I take another deep breath, trying to find the right words to say. “Rex, I understand if you’re hurt and angry, but I did what I thought was best for my family. I didn’t want Beaux to be caught in the crossfire of your life and the club. I wanted to protect him from the life that fucking ruined mine.”

“That’s rich.” He scoffs. “You wanted to protect him? You started a fucking club of your own, Rem. You brought him into this life all on your own.” Rex looks at me, his eyes full of pain and betrayal.

“I know I did, but the Voodoo City Queens are not the same as the Zulu Kings. We help people. We aren’t like the ZKs. I chose to protect him instead of dragging him into that world with you. To put him in danger every second of the goddamn day because his dad is a Zulu King.”
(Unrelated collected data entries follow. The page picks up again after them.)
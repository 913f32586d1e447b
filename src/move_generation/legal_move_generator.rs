//! Legal move generation by ray walk and simulation.
//!
//! Each piece's precomputed rays are scanned in order. A candidate that
//! passes the occupancy and special-move filters is applied to a scratch
//! board and kept only if the mover's king is not attacked afterwards. This
//! covers pins, discovered checks through en passant, and king steps into
//! attacked squares without any pin bookkeeping.

use crate::game_state::board::Board;
use crate::game_state::chess_rules::{castling_squares, CastleSide};
use crate::game_state::chess_types::*;
use crate::move_generation::legal_move_apply::apply_move_with_capture;
use crate::move_generation::legal_move_checks::{is_attacked, is_in_check, is_king_attacked};
use crate::moves::move_descriptions::{
    Move, FLAG_CAPTURE_ONLY, FLAG_CASTLE_KINGSIDE, FLAG_NON_CAPTURE_ONLY,
};
use crate::moves::move_vectors::move_vectors;

/// A legal move together with the position it produces.
#[derive(Debug, Clone)]
pub struct GeneratedMove {
    pub mv: Move,
    pub board_after: Board,
    pub captured: Option<PieceKind>,
}

impl GeneratedMove {
    #[inline]
    pub fn is_capture(&self) -> bool {
        self.captured.is_some()
    }

    /// Whether the move leaves the opponent in check.
    #[inline]
    pub fn gives_check(&self) -> bool {
        is_in_check(&self.board_after)
    }
}

#[derive(Clone, Copy, PartialEq, Eq)]
enum Scope {
    All,
    CapturesOnly,
}

/// Every legal move for the side to move, with resulting boards.
pub fn legal_successors(board: &Board) -> Vec<GeneratedMove> {
    collect_for_side(board, Scope::All)
}

/// Legal captures (including en passant) for the side to move.
pub fn legal_captures(board: &Board) -> Vec<GeneratedMove> {
    collect_for_side(board, Scope::CapturesOnly)
}

pub fn legal_moves(board: &Board) -> Vec<Move> {
    legal_successors(board).into_iter().map(|g| g.mv).collect()
}

/// Legal moves of one piece. Empty unless the piece stands on its square and
/// belongs to the side to move.
pub fn legal_moves_for_piece(board: &Board, placed: PlacedPiece) -> Vec<Move> {
    let present = board.piece_at(placed.square) == Some(placed.piece);
    if !present || placed.piece.color() != board.active_color() {
        return Vec::new();
    }
    let mut out = Vec::new();
    walk_piece(board, placed, Scope::All, &mut out);
    out.into_iter().map(|g| g.mv).collect()
}

fn collect_for_side(board: &Board, scope: Scope) -> Vec<GeneratedMove> {
    let mut out = Vec::with_capacity(48);
    for placed in board.placed_pieces(board.active_color()) {
        walk_piece(board, placed, scope, &mut out);
    }
    out
}

fn walk_piece(board: &Board, placed: PlacedPiece, scope: Scope, out: &mut Vec<GeneratedMove>) {
    let mover = placed.piece.color();
    let friendly = board.pieces(mover).union();
    let enemy = board.pieces(mover.opposite()).union();

    for ray in move_vectors().rays(placed.piece, placed.square) {
        for mv in ray {
            let target = mv.to().mask();
            if friendly & target != 0 {
                break;
            }
            let occupied = enemy & target != 0;

            if mv.is_castle() {
                if scope == Scope::All && castle_allowed(board, mv) {
                    push_if_legal(board, mv, out);
                }
                continue;
            }

            if mv.is_en_passant() {
                if en_passant_allowed(board, mv) {
                    push_if_legal(board, mv, out);
                }
                continue;
            }

            if mv.has_flag(FLAG_CAPTURE_ONLY) && !occupied {
                continue;
            }
            if mv.has_flag(FLAG_NON_CAPTURE_ONLY) && occupied {
                break;
            }

            if scope == Scope::All || occupied {
                push_if_legal(board, mv, out);
            }

            // The first occupied square ends the ray whether or not the move survived.
            if occupied {
                break;
            }
        }
    }
}

fn push_if_legal(board: &Board, mv: &Move, out: &mut Vec<GeneratedMove>) {
    let (board_after, captured) = apply_move_with_capture(board, mv);
    if !is_king_attacked(&board_after, mv.piece().color()) {
        out.push(GeneratedMove {
            mv: *mv,
            board_after,
            captured,
        });
    }
}

fn castle_allowed(board: &Board, mv: &Move) -> bool {
    let color = mv.piece().color();
    let side = if mv.has_flag(FLAG_CASTLE_KINGSIDE) {
        CastleSide::Kingside
    } else {
        CastleSide::Queenside
    };
    let squares = castling_squares(color, side);

    if !board.has_castling_right(squares.right) {
        return false;
    }
    if board.pieces(color).mask(PieceKind::Rook) & squares.rook_from.mask() == 0 {
        return false;
    }
    if board.occupancy() & mv.aux_mask() != 0 {
        return false;
    }
    let transit = mv.aux_square().unwrap_or(squares.transit);
    [mv.from(), transit, mv.to()]
        .into_iter()
        .all(|square| !is_attacked(board, square, color))
}

fn en_passant_allowed(board: &Board, mv: &Move) -> bool {
    if board.en_passant() != Some(mv.to()) {
        return false;
    }
    let enemy_pawns = board
        .pieces(mv.piece().color().opposite())
        .mask(PieceKind::Pawn);
    mv.aux_square()
        .is_some_and(|victim| enemy_pawns & victim.mask() != 0)
}

#[cfg(test)]
mod tests {
    use super::*;
    use crate::utils::fen_parser::parse_fen;

    const KIWIPETE: &str = "r3k2r/p1ppqpb1/bn2pnp1/3PN3/1p2P3/2N2Q1p/PPPBBPPP/R3K2R w KQkq - 0 1";

    fn sq(text: &str) -> Square {
        text.parse().expect("valid test square")
    }

    fn texts(moves: &[Move]) -> Vec<String> {
        let mut out: Vec<String> = moves.iter().map(ToString::to_string).collect();
        out.sort();
        out
    }

    #[test]
    fn starting_position_has_sixteen_pawn_and_four_knight_moves() {
        let board = Board::starting_position();
        let moves = legal_moves(&board);
        assert_eq!(moves.len(), 20);
        let pawns = moves
            .iter()
            .filter(|m| m.piece().is_kind(PieceKind::Pawn))
            .count();
        let knights = moves
            .iter()
            .filter(|m| m.piece().is_kind(PieceKind::Knight))
            .count();
        assert_eq!((pawns, knights), (16, 4));
    }

    #[test]
    fn castling_through_attacked_transit_is_rejected() {
        // The dark rook on f8 covers f1.
        let board = parse_fen("4kr2/8/8/8/8/8/8/4K2R w K - 0 1").expect("valid FEN");
        assert!(legal_moves(&board).iter().all(|m| !m.is_castle()));

        let open = parse_fen("4k3/8/8/8/8/8/8/4K2R w K - 0 1").expect("valid FEN");
        assert!(legal_moves(&open).iter().any(|m| m.to_string() == "e1g1"));
    }

    #[test]
    fn castling_out_of_check_or_without_rook_is_rejected() {
        let in_check = parse_fen("4r1k1/8/8/8/8/8/8/4K2R w K - 0 1").expect("valid FEN");
        assert!(legal_moves(&in_check).iter().all(|m| !m.is_castle()));

        let no_rook = parse_fen("4k3/8/8/8/8/8/8/4K3 w K - 0 1").expect("valid FEN");
        assert!(legal_moves(&no_rook).iter().all(|m| !m.is_castle()));
    }

    #[test]
    fn queenside_castle_needs_the_b_file_square_empty() {
        let blocked = parse_fen("4k3/8/8/8/8/8/8/RN2K3 w Q - 0 1").expect("valid FEN");
        assert!(legal_moves(&blocked).iter().all(|m| !m.is_castle()));
        // b1 itself may be attacked; only the king's path matters.
        let attacked_b1 = parse_fen("1r2k3/8/8/8/8/8/8/R3K3 w Q - 0 1").expect("valid FEN");
        let moves = legal_moves(&attacked_b1);
        assert!(moves.iter().any(|m| m.to_string() == "e1c1"));
    }

    #[test]
    fn blocked_pawn_has_no_double_push() {
        let board = parse_fen("4k3/8/8/8/8/4n3/4P3/4K3 w - - 0 1").expect("valid FEN");
        let pawn_moves = legal_moves_for_piece(
            &board,
            PlacedPiece::new(Color::Light, PieceKind::Pawn, sq("e2")),
        );
        assert!(pawn_moves.is_empty());

        let far_block = parse_fen("4k3/8/8/8/4n3/8/4P3/4K3 w - - 0 1").expect("valid FEN");
        let pawn_moves = legal_moves_for_piece(
            &far_block,
            PlacedPiece::new(Color::Light, PieceKind::Pawn, sq("e2")),
        );
        assert_eq!(texts(&pawn_moves), ["e2e3"]);
    }

    #[test]
    fn en_passant_exposing_the_king_is_rejected() {
        // Capturing d5xe6 would clear the fifth rank between the rook and the king.
        let board = parse_fen("8/8/8/r2Pp2K/8/8/8/4k3 w - e6 0 2").expect("valid FEN");
        assert!(legal_moves(&board).iter().all(|m| !m.is_en_passant()));

        let safe = parse_fen("8/8/8/3Pp3/8/8/8/K3k3 w - e6 0 2").expect("valid FEN");
        assert!(legal_moves(&safe).iter().any(|m| m.is_en_passant()));
    }

    #[test]
    fn pinned_piece_moves_only_along_the_pin() {
        let board = parse_fen("4r1k1/8/8/8/8/8/4R3/4K3 w - - 0 1").expect("valid FEN");
        let rook_moves = legal_moves_for_piece(
            &board,
            PlacedPiece::new(Color::Light, PieceKind::Rook, sq("e2")),
        );
        assert_eq!(
            texts(&rook_moves),
            ["e2e3", "e2e4", "e2e5", "e2e6", "e2e7", "e2e8"]
        );
    }

    #[test]
    fn no_legal_move_leaves_own_king_attacked() {
        let board = parse_fen(KIWIPETE).expect("valid FEN");
        let successors = legal_successors(&board);
        assert_eq!(successors.len(), 48);
        for generated in &successors {
            assert!(!is_king_attacked(&generated.board_after, Color::Light));
        }
    }

    #[test]
    fn captures_only_filter_matches_full_generation() {
        let board = parse_fen(KIWIPETE).expect("valid FEN");
        let mut from_full: Vec<String> = legal_successors(&board)
            .into_iter()
            .filter(GeneratedMove::is_capture)
            .map(|g| g.mv.to_string())
            .collect();
        let mut captures: Vec<String> = legal_captures(&board)
            .into_iter()
            .map(|g| g.mv.to_string())
            .collect();
        from_full.sort();
        captures.sort();
        assert_eq!(captures, from_full);
        assert_eq!(captures.len(), 8);
    }

    #[test]
    fn foreign_piece_has_no_moves() {
        let board = Board::starting_position();
        let dark_knight = PlacedPiece::new(Color::Dark, PieceKind::Knight, sq("g8"));
        assert!(legal_moves_for_piece(&board, dark_knight).is_empty());
        let ghost = PlacedPiece::new(Color::Light, PieceKind::Queen, sq("e4"));
        assert!(legal_moves_for_piece(&board, ghost).is_empty());
    }
}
“My club has nothing to do with what you did. You let your fear rob me of raising my son.Ourson.”

“Your fucking club tried to take everything away from me. The roof over my head, the shop that has kept my mom and me barely afloat, and the chance of making this business a success.” I reach into my pocket and retrieve the piece of cut, tossing it at him. Rex catches it with one hand. “I found the bike this morning, and with it this.”

Rex analyzes the scrap of leather.

“Tell me again that your club isn’t involved in ruining my life. Tell me that I should trust you with my life and my son’s when you can’t even tell me the fucking truth.”
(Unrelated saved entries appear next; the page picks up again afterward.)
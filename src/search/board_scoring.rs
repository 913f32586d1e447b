//! Pluggable board evaluation interfaces and the tapered piece-square scorer.
//!
//! Search stays independent of the heuristic by scoring through the
//! `BoardScorer` trait; the default scorer blends middlegame and endgame
//! piece-square values by the remaining non-pawn material.

use crate::game_state::board::Board;
use crate::game_state::chess_types::*;

pub const MATE_SCORE: i32 = 30000;
pub const DRAW_SCORE: i32 = 0;

/// Any score at or beyond this magnitude encodes a forced mate.
pub const MATE_THRESHOLD: i32 = MATE_SCORE - 1000;

pub trait BoardScorer: Send + Sync {
    /// Score from light's perspective, positive when light is better.
    fn score(&self, board: &Board) -> i32;
}

const MG_VALUES: [i32; 6] = [82, 337, 365, 477, 1025, 0];
const EG_VALUES: [i32; 6] = [94, 281, 297, 512, 936, 0];

const PHASE_WEIGHTS: [i32; 6] = [0, 1, 1, 2, 4, 0];
pub const TOTAL_PHASE: i32 = 24;

// Tables are laid out as seen from light's side: a8 first, h1 last.

#[rustfmt::skip]
const MG_PAWN: [i32; 64] = [
      0,   0,   0,   0,   0,   0,   0,   0,
     98, 134,  61,  95,  68, 126,  34, -11,
     -6,   7,  26,  31,  65,  56,  25, -20,
    -14,  13,   6,  21,  23,  12,  17, -23,
    -27,  -2,  -5,  12,  17,   6,  10, -25,
    -26,  -4,  -4, -10,   3,   3,  33, -12,
    -35,  -1, -20, -23, -15,  24,  38, -22,
      0,   0,   0,   0,   0,   0,   0,   0,
];

#[rustfmt::skip]
const EG_PAWN: [i32; 64] = [
      0,   0,   0,   0,   0,   0,   0,   0,
    178, 173, 158, 134, 147, 132, 165, 187,
     94, 100,  85,  67,  56,  53,  82,  84,
     32,  24,  13,   5,  -2,   4,  17,  17,
     13,   9,  -3,  -7,  -7,  -8,   3,  -1,
      4,   7,  -6,   1,   0,  -5,  -1,  -8,
     13,   8,   8,  10,  13,   0,   2,  -7,
      0,   0,   0,   0,   0,   0,   0,   0,
];

#[rustfmt::skip]
const MG_KNIGHT: [i32; 64] = [
    -167, -89, -34, -49,  61, -97, -15, -107,
     -73, -41,  72,  36,  23,  62,   7,  -17,
     -47,  60,  37,  65,  84, 129,  73,   44,
      -9,  17,  19,  53,  37,  69,  18,   22,
     -13,   4,  16,  13,  28,  19,  21,   -8,
     -23,  -9,  12,  10,  19,  17,  25,  -16,
     -29, -53, -12,  -3,  -1,  18, -14,  -19,
    -105, -21, -58, -33, -17, -28, -19,  -23,
];

#[rustfmt::skip]
const EG_KNIGHT: [i32; 64] = [
    -58, -38, -13, -28, -31, -27, -63, -99,
    -25,  -8, -25,  -2,  -9, -25, -24, -52,
    -24, -20,  10,   9,  -1,  -9, -19, -41,
    -17,   3,  22,  22,  22,  11,   8, -18,
    -18,  -6,  16,  25,  16,  17,   4, -18,
    -23,  -3,  -1,  15,  10,  -3, -20, -22,
    -42, -20, -10,  -5,  -2, -20, -23, -44,
    -29, -51, -23, -15, -22, -18, -50, -64,
];

#[rustfmt::skip]
const MG_BISHOP: [i32; 64] = [
    -29,   4, -82, -37, -25, -42,   7,  -8,
    -26,  16, -18, -13,  30,  59,  18, -47,
    -16,  37,  43,  40,  35,  50,  37,  -2,
     -4,   5,  19,  50,  37,  37,   7,  -2,
     -6,  13,  13,  26,  34,  12,  10,   4,
      0,  15,  15,  15,  14,  27,  18,  10,
      4,  15,  16,   0,   7,  21,  33,   1,
    -33,  -3, -14, -21, -13, -12, -39, -21,
];

#[rustfmt::skip]
const EG_BISHOP: [i32; 64] = [
    -14, -21, -11,  -8,  -7,  -9, -17, -24,
     -8,  -4,   7, -12,  -3, -13,  -4, -14,
      2,  -8,   0,  -1,  -2,   6,   0,   4,
     -3,   9,  12,   9,  14,  10,   3,   2,
     -6,   3,  13,  19,   7,  10,  -3,  -9,
    -12,  -3,   8,  10,  13,   3,  -7, -15,
    -14, -18,  -7,  -1,   4,  -9, -15, -27,
    -23,  -9, -23,  -5,  -9, -16,  -5, -17,
];

#[rustfmt::skip]
const MG_ROOK: [i32; 64] = [
     32,  42,  32,  51,  63,   9,  31,  43,
     27,  32,  58,  62,  80,  67,  26,  44,
     -5,  19,  26,  36,  17,  45,  61,  16,
    -24, -11,   7,  26,  24,  35,  -8, -20,
    -36, -26, -12,  -1,   9,  -7,   6, -23,
    -45, -25, -16, -17,   3,   0,  -5, -33,
    -44, -16, -20,  -9,  -1,  11,  -6, -71,
    -19, -13,   1,  17,  16,   7, -37, -26,
];

#[rustfmt::skip]
const EG_ROOK: [i32; 64] = [
     13,  10,  18,  15,  12,  12,   8,   5,
     11,  13,  13,  11,  -3,   3,   8,   3,
      7,   7,   7,   5,   4,  -3,  -5,  -3,
      4,   3,  13,   1,   2,   1,  -1,   2,
      3,   5,   8,   4,  -5,  -6,  -8, -11,
     -4,   0,  -5,  -1,  -7, -12,  -8, -16,
     -6,  -6,   0,   2,  -9,  -9, -11,  -3,
     -9,   2,   3,  -1,  -5, -13,   4, -20,
];

#[rustfmt::skip]
const MG_QUEEN: [i32; 64] = [
    -28,   0,  29,  12,  59,  44,  43,  45,
    -24, -39,  -5,   1, -16,  57,  28,  54,
    -13, -17,   7,   8,  29,  56,  47,  57,
    -27, -27, -16, -16,  -1,  17,  -2,   1,
     -9, -26,  -9, -10,  -2,  -4,   3,  -3,
    -14,   2, -11,  -2,  -5,   2,  14,   5,
    -35,  -8,  11,   2,   8,  15,  -3,   1,
     -1, -18,  -9,  10, -15, -25, -31, -50,
];

#[rustfmt::skip]
const EG_QUEEN: [i32; 64] = [
     -9,  22,  22,  27,  27,  19,  10,  20,
    -17,  20,  32,  41,  58,  25,  30,   0,
    -20,   6,   9,  49,  47,  35,  19,   9,
      3,  22,  24,  45,  57,  40,  57,  36,
    -18,  28,  19,  47,  31,  34,  39,  23,
    -16, -27,  15,   6,   9,  17,  10,   5,
    -22, -23, -30, -16, -16, -23, -36, -32,
    -33, -28, -22, -43,  -5, -32, -20, -41,
];

#[rustfmt::skip]
const MG_KING: [i32; 64] = [
    -65,  23,  16, -15, -56, -34,   2,  13,
     29,  -1, -20,  -7,  -8,  -4, -38, -29,
     -9,  24,   2, -16, -20,   6,  22, -22,
    -17, -20, -12, -27, -30, -25, -14, -36,
    -49,  -1, -27, -39, -46, -44, -33, -51,
    -14, -14, -22, -46, -44, -30, -15, -27,
      1,   7,  -8, -64, -43, -16,   9,   8,
    -15,  36,  12, -54,   8, -28,  24,  14,
];

#[rustfmt::skip]
const EG_KING: [i32; 64] = [
    -74, -35, -18, -18, -11,  15,   4, -17,
    -12,  17,  14,  17,  17,  38,  23,  11,
     10,  17,  23,  15,  20,  45,  44,  13,
     -8,  22,  24,  27,  26,  33,  26,   3,
    -18,  -4,  21,  24,  27,  23,   9, -11,
    -19,  -3,  11,  21,  23,  16,   7,  -9,
    -27, -11,   4,  13,  14,   4,  -5, -17,
    -53, -34, -21, -11, -28, -14, -24, -43,
];

const MG_TABLES: [&[i32; 64]; 6] = [
    &MG_PAWN, &MG_KNIGHT, &MG_BISHOP, &MG_ROOK, &MG_QUEEN, &MG_KING,
];
const EG_TABLES: [&[i32; 64]; 6] = [
    &EG_PAWN, &EG_KNIGHT, &EG_BISHOP, &EG_ROOK, &EG_QUEEN, &EG_KING,
];

/// Material value used for capture ordering. Kings are worth nothing here,
/// so a king capture always ranks by its victim alone.
#[inline]
pub const fn piece_value(kind: PieceKind) -> i32 {
    MG_VALUES[kind.index()]
}

#[inline]
const fn table_index(color: Color, square: Square) -> usize {
    match color {
        Color::Light => square.index() ^ 56,
        Color::Dark => square.index(),
    }
}

/// Remaining non-pawn, non-king material, clamped to `0..=TOTAL_PHASE`.
pub fn game_phase(board: &Board) -> i32 {
    let phase: i32 = Color::ALL
        .into_iter()
        .flat_map(|color| {
            PieceKind::ALL.into_iter().map(move |kind| {
                board.pieces(color).count(kind) as i32 * PHASE_WEIGHTS[kind.index()]
            })
        })
        .sum();
    phase.clamp(0, TOTAL_PHASE)
}

#[derive(Debug, Clone, Copy, Default)]
pub struct TaperedScorer;

impl BoardScorer for TaperedScorer {
    fn score(&self, board: &Board) -> i32 {
        let mut middlegame = 0i32;
        let mut endgame = 0i32;

        for color in Color::ALL {
            let sign = color.sign();
            for kind in PieceKind::ALL {
                let k = kind.index();
                for square in squares_of(board.pieces(color).mask(kind)) {
                    let index = table_index(color, square);
                    middlegame += sign * (MG_VALUES[k] + MG_TABLES[k][index]);
                    endgame += sign * (EG_VALUES[k] + EG_TABLES[k][index]);
                }
            }
        }

        let phase = game_phase(board);
        (middlegame * phase + endgame * (TOTAL_PHASE - phase)) / TOTAL_PHASE
    }
}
He holds the scrap of leather up at me. The tremble of his hands is apparent. “This has nothing to do with the fact that you hid my son from me, Rem.”

“It has everything to do with it,” I snarl back. “Do you want to know the real reason why I kept my son a secret from you? Because I knew you’d break his heart just like you did mine.”

REX

Unable to lookat Rem any longer, I storm out of her office and somehow find myself in my clubhouse meeting room without much recollection of how I got here. The blind anger I’m feeling blocked out the middle part of the ride. The need to put distance between Rem and me is more important than conscious presence.

This is the place where it all started and crashed down around me.

When Pike first approached me about joining the Zulu Kings, I brushed him off. Being a part of a motorcycle club wasn’t in my future. Trade school was. I had applied to several technical colleges to study to be a diesel mechanic. I wanted that blue-collar life until I had to make my first impossible choice, thanks to my deadbeat dad forcing my mom to kick me out of the house on my eighteenth birthday. With nowhere to go, I put all those childish dreams of a picket fence and a nine-to-five job out of my mind and called the one person I knew could give me shelter and purpose. Pike.

Had I known I was signing up for the most grueling two years of my life, I may have taken my chances on the street.

I became the club’s servant day and night—washing bikes until they gleamed, serving beer at gatherings, and doing literal shitty work cleaning bathrooms destroyed by my club, who ate nothing but greasy truck-stop food.

I stifle a shudder. I still have nightmares about the bathrooms. Now, the culprits had either moved on, retired, or passed away, so at least our prospects would be spared that displeasure.

But cleaning shit and serving beer didn’t prepare me to take up the mantle as the Zulu Kings’ president. Truthfully, nothing could. I didn’t want it until the vote was down to me or Wolff’s former prospect and clone, Monte, which left me little choice. Monte would have only continued it. I had to step up.